The task: Some lines in the records below may hold the word "info"; give the number of those lines and nothing else.

------ Material shown ------

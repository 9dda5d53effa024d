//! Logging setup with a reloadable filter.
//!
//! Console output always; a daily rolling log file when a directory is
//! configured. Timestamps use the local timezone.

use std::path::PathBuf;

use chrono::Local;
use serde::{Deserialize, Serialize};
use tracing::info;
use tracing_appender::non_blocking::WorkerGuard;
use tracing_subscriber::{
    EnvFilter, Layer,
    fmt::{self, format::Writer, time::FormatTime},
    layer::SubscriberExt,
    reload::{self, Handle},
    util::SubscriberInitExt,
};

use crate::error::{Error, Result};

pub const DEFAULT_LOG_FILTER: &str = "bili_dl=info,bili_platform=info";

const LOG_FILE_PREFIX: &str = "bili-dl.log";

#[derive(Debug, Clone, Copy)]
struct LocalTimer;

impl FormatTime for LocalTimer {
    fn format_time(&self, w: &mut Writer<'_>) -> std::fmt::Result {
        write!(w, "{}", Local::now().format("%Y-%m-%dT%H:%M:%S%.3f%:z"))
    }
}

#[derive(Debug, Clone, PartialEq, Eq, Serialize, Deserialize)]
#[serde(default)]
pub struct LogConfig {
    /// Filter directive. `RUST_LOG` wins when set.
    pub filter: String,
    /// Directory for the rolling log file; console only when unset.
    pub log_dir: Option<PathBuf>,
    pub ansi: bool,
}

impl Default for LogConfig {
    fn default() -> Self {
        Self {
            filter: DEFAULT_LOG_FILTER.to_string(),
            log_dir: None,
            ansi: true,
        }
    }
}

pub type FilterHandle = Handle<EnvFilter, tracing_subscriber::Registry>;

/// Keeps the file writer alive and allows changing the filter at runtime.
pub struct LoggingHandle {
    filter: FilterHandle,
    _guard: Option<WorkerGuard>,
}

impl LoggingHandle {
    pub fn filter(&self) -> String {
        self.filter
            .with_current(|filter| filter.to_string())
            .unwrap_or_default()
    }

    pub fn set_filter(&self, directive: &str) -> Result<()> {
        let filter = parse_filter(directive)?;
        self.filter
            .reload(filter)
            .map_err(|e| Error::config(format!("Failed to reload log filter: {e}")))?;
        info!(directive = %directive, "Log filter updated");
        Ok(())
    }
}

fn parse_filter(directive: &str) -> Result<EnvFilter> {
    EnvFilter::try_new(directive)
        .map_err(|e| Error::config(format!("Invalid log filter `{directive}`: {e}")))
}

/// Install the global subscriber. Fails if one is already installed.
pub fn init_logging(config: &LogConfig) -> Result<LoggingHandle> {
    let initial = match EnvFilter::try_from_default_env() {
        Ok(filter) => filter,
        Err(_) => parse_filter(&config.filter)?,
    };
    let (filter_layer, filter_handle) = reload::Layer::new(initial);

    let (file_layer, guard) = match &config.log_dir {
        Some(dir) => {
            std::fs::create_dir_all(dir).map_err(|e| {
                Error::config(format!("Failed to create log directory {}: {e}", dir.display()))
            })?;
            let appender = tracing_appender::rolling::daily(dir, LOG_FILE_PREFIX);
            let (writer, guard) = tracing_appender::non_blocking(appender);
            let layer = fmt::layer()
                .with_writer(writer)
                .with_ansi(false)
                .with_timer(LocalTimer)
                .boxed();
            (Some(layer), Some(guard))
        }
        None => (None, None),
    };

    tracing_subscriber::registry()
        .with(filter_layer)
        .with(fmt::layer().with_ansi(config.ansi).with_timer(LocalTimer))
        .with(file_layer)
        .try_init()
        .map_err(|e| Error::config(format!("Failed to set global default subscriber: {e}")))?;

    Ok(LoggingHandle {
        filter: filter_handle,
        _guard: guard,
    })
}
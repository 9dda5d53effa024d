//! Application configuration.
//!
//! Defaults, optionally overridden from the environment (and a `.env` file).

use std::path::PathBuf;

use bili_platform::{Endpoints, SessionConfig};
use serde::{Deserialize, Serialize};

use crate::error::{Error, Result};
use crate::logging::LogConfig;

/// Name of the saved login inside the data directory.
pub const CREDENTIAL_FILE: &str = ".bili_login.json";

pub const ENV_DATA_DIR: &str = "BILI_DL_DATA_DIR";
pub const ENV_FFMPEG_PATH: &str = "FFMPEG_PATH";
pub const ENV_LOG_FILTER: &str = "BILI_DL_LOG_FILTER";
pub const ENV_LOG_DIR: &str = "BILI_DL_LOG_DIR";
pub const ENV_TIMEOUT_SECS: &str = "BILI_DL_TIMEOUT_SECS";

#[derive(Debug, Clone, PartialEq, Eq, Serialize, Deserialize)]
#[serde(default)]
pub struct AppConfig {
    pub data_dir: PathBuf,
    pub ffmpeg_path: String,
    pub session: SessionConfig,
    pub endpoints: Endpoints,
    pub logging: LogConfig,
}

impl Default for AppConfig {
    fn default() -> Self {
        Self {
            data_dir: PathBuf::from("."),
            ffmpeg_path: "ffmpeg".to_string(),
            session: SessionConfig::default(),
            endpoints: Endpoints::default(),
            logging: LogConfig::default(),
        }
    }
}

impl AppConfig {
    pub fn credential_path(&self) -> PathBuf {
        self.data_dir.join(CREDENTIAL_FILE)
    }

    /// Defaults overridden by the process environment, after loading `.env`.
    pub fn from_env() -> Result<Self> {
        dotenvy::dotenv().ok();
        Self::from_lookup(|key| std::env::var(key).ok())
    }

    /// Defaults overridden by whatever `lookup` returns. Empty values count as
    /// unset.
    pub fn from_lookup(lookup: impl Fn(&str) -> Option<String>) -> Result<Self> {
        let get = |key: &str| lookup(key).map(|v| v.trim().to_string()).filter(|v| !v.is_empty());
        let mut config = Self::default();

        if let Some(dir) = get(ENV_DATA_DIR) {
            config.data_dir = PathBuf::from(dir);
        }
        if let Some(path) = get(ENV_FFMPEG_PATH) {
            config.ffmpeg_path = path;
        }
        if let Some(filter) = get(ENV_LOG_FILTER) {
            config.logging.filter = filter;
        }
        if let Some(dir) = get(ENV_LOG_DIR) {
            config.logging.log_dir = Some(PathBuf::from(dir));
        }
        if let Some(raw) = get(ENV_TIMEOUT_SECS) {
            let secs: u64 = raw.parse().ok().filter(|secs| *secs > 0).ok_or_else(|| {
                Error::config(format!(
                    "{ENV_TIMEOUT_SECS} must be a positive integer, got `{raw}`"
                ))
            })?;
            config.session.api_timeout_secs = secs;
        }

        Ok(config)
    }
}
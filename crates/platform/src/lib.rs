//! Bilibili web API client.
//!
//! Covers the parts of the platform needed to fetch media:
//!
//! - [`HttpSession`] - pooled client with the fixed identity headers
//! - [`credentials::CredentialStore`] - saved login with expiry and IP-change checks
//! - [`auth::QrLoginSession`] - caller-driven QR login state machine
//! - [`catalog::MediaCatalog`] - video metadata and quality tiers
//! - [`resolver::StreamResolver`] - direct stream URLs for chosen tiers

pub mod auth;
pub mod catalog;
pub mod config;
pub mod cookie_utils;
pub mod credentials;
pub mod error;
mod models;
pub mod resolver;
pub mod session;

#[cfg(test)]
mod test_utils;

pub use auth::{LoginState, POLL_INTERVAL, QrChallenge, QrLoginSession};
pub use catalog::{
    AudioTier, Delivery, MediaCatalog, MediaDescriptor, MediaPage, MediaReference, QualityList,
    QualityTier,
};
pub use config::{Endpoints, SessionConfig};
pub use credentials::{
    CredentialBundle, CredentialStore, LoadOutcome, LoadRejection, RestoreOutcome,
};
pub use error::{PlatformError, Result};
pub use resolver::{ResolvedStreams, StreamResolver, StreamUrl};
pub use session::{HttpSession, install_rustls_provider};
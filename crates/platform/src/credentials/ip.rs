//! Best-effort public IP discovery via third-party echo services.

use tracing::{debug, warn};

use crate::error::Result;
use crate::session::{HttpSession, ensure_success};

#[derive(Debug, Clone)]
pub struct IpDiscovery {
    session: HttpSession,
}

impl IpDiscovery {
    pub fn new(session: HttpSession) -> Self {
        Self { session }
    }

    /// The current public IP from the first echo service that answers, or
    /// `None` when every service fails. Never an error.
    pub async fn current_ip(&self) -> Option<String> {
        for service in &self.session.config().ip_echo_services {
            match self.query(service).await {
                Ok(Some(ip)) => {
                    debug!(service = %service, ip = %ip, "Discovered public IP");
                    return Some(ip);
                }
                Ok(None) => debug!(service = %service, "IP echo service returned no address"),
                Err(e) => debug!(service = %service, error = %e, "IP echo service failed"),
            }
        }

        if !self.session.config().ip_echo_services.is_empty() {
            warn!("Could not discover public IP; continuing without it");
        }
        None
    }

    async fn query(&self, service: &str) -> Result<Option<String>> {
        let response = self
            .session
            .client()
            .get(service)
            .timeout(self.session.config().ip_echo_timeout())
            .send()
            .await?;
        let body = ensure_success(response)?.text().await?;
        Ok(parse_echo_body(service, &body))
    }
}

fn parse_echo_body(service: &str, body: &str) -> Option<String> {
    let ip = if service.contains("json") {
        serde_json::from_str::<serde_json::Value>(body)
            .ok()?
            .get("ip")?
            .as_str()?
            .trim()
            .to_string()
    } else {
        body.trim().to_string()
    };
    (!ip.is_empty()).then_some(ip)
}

------

Solution for this task: 3